Seventeen scholars from Armenia, Cambodia, Canada, Holland, Hungary, Israel and the United States participated in the conference.
On March 19, the Chair of the History Department, Prof. William G. Thomas III, offered welcoming remarks in which he emphasized the commitment of the History Department to teaching and research of the field of Holocaust and Genocide studies. Der Matossian then made opening remarks in which he gave a brief background about the Armenian Genocide and highlighted the importance of commemorating the centennial in the academic sphere.
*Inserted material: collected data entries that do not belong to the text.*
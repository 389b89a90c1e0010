use serde::Serialize;
use serde_json::Value;

use crate::cmd;
use crate::error::{LoginError, LoginResult};

const SUBSCRIPTION_ID: &str = "/compute/subscriptionId";
const NAME: &str = "/compute/name";
const PUBLIC_IP: &str = "/network/interface/0/ipv4/ipAddress/0/publicIpAddress";

/// The instance metadata fields the login rule is built from.
/// The subscription id is the password input and is never
/// serialized.
#[derive(Debug, Clone, PartialEq, Eq, Serialize)]
#[serde(rename_all = "camelCase")]
pub struct InstanceMetadata {
    #[serde(skip)]
    subscription_id: String,
    name: String,
    public_ip: String,
}

impl InstanceMetadata {
    #[must_use]
    pub fn new(subscription_id: &str, name: &str, public_ip: &str) -> Self {
        Self {
            subscription_id: subscription_id.to_string(),
            name: name.to_string(),
            public_ip: public_ip.to_string(),
        }
    }

    /// Extract the fields from a metadata document. Every field
    /// must be present as a string.
    pub fn from_document(doc: &Value) -> LoginResult<Self> {
        Ok(Self {
            subscription_id: field(doc, SUBSCRIPTION_ID)?,
            name: field(doc, NAME)?,
            public_ip: field(doc, PUBLIC_IP)?,
        })
    }

    #[must_use]
    pub fn subscription_id(&self) -> &str {
        &self.subscription_id
    }

    #[must_use]
    pub fn name(&self) -> &str {
        &self.name
    }

    #[must_use]
    pub fn public_ip(&self) -> &str {
        &self.public_ip
    }
}

fn field(doc: &Value, pointer: &str) -> LoginResult<String> {
    doc.pointer(pointer)
        .and_then(Value::as_str)
        .map(str::to_string)
        .ok_or_else(|| LoginError::MissingField(pointer.to_string()))
}

/// Parse a metadata response.
///
/// Returns `None` when the response is not a JSON object or is an
/// empty one, which callers treat as "no metadata available".
pub fn parse(text: &str) -> LoginResult<Option<InstanceMetadata>> {
    let doc: Value = serde_json::from_str(text)?;

    match &doc {
        Value::Object(map) if !map.is_empty() => InstanceMetadata::from_document(&doc).map(Some),
        _ => Ok(None),
    }
}

/// Queries the Azure instance metadata service through `curl`.
///
/// # Example
///
/// ```
/// use horizon_login::metadata::MetadataClient;
///
/// let client = MetadataClient::new();
///
/// assert_eq!(client.program, "curl");
/// assert_eq!(
///     client.query_url(),
///     "http://169.254.169.254/metadata/instance?api-version=2019-06-01"
/// );
/// ```
#[derive(Debug, Clone)]
pub struct MetadataClient {
    pub program: String,
    pub args: Vec<String>,
    pub url: String,
    pub api_version: String,
}

impl MetadataClient {
    #[must_use]
    pub fn new() -> Self {
        Self {
            program: "curl".to_string(),
            args: vec!["-s".to_string(), "-H".to_string(), "Metadata:true".to_string()],
            url: "http://169.254.169.254/metadata/instance".to_string(),
            api_version: "2019-06-01".to_string(),
        }
    }

    #[must_use]
    pub fn url(mut self, url: &str) -> Self {
        self.url = url.to_string();
        self
    }

    #[must_use]
    pub fn api_version(mut self, version: &str) -> Self {
        self.api_version = version.to_string();
        self
    }

    /// Replace the fetch command. The query URL is still appended
    /// as the last argument.
    #[must_use]
    pub fn command(mut self, program: &str, args: &[&str]) -> Self {
        self.program = program.to_string();
        self.args = args.iter().map(|a| (*a).to_string()).collect();
        self
    }

    #[must_use]
    pub fn query_url(&self) -> String {
        format!("{}?api-version={}", self.url, self.api_version)
    }

    /// Issue a single metadata query and parse the response.
    pub fn fetch(&self) -> LoginResult<Option<InstanceMetadata>> {
        let url = self.query_url();
        let mut args: Vec<&str> = self.args.iter().map(String::as_str).collect();
        args.push(&url);

        let output = cmd::run(&self.program, &args)?;
        parse(&output.stdout)
    }
}

impl Default for MetadataClient {
    fn default() -> Self {
        Self::new()
    }
}
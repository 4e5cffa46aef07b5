use crate::domain::notification::{ContactInfo, TemplateData};

pub fn format_amount(amount: f64) -> String {
    if amount.fract() == 0.0 {
        format!("₹{:.0}", amount)
    } else {
        format!("₹{:.2}", amount)
    }
}

fn benefits_section() -> &'static str {
    "Your membership includes:\n\
     • Access to weekly business networking meetups\n\
     • Member-only referral exchange\n\
     • Listing in the BizCivitas member directory\n\
     • Invitations to masterclasses and community events"
}

fn networking_tips_section() -> &'static str {
    "Make the most of the event:\n\
     • Bring business cards and a 30-second introduction\n\
     • Arrive early to meet the host chapter\n\
     • Follow up with new connections within 48 hours"
}

fn contact_section(contact: &ContactInfo) -> String {
    format!(
        "Questions? Reach us at {} or {}.",
        contact.email, contact.phone
    )
}

/// Full welcome message sent over the primary channel. Benefits are listed
/// for memberships, networking tips for events.
pub fn composite_message(data: &TemplateData, contact: &ContactInfo) -> String {
    let paid_for = data.paid_for.as_deref().unwrap_or("BizCivitas");
    let mut sections = vec![format!(
        "Hi {}, thank you for your payment of {} for {}.\nTransaction ID: {}",
        data.name,
        format_amount(data.amount),
        paid_for,
        data.transaction_id
    )];

    if data.is_event() {
        sections.push(networking_tips_section().to_string());
    } else {
        sections.push(benefits_section().to_string());
    }
    sections.push(contact_section(contact));
    sections.push("- Team BizCivitas".to_string());

    sections.join("\n\n")
}

/// Short confirmation used when the primary channel fails.
pub fn confirmation_message(data: &TemplateData) -> String {
    let paid_for = data
        .paid_for
        .as_deref()
        .map(|p| format!(" for {}", p))
        .unwrap_or_default();
    format!(
        "Payment confirmation: Hi {}, we received {}{}. Transaction ID: {}. - BizCivitas",
        data.name,
        format_amount(data.amount),
        paid_for,
        data.transaction_id
    )
}
//! Razorpay checkout signature check.
//!
//! The gateway signs `order_id|payment_id` with the account key secret using
//! HMAC-SHA256 and hands the lowercase hex digest to the client, which posts it
//! back to us together with both ids.

use hmac::{Hmac, Mac};
use sha2::Sha256;

type HmacSha256 = Hmac<Sha256>;

const SIGNATURE_HEX_LEN: usize = 64;

fn mac_for(order_id: &str, payment_id: &str, secret: &str) -> Option<HmacSha256> {
    let mut mac = HmacSha256::new_from_slice(secret.as_bytes()).ok()?;
    mac.update(order_id.as_bytes());
    mac.update(b"|");
    mac.update(payment_id.as_bytes());
    Some(mac)
}

/// Hex signature the gateway would produce for this order/payment pair.
pub fn sign(order_id: &str, payment_id: &str, secret: &str) -> String {
    mac_for(order_id, payment_id, secret)
        .map(|mac| hex::encode(mac.finalize().into_bytes()))
        .unwrap_or_default()
}

/// Returns `true` only when `supplied_signature` is exactly the lowercase hex
/// digest for the pair. Empty inputs and malformed signatures are `false`.
pub fn verify(order_id: &str, payment_id: &str, supplied_signature: &str, secret: &str) -> bool {
    if order_id.is_empty() || payment_id.is_empty() || supplied_signature.is_empty() || secret.is_empty() {
        return false;
    }
    if supplied_signature.len() != SIGNATURE_HEX_LEN
        || !supplied_signature
            .bytes()
            .all(|b| b.is_ascii_digit() || (b'a'..=b'f').contains(&b))
    {
        return false;
    }
    let Ok(supplied) = hex::decode(supplied_signature) else {
        return false;
    };
    match mac_for(order_id, payment_id, secret) {
        // verify_slice compares in constant time
        Some(mac) => mac.verify_slice(&supplied).is_ok(),
        None => false,
    }
}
In his remarks Der Matossian criticized the latest trend of denialism surging in the academic sphere: “Despite the fact that over the course of the past two decades, the historiography of the Armenian Genocide has evolved through the introduction of new methodologies, approaches and more complex analyses of the Genocide that venture beyond rudimentary and essentialist arguments and representations, denial of the Armenian Genocide has also gained new ground by using the academic sphere.” He argued that in comparison to scholarship on the Holocaust, denial of the Armenian Genocide is the one area which is more developed in the Armenian case.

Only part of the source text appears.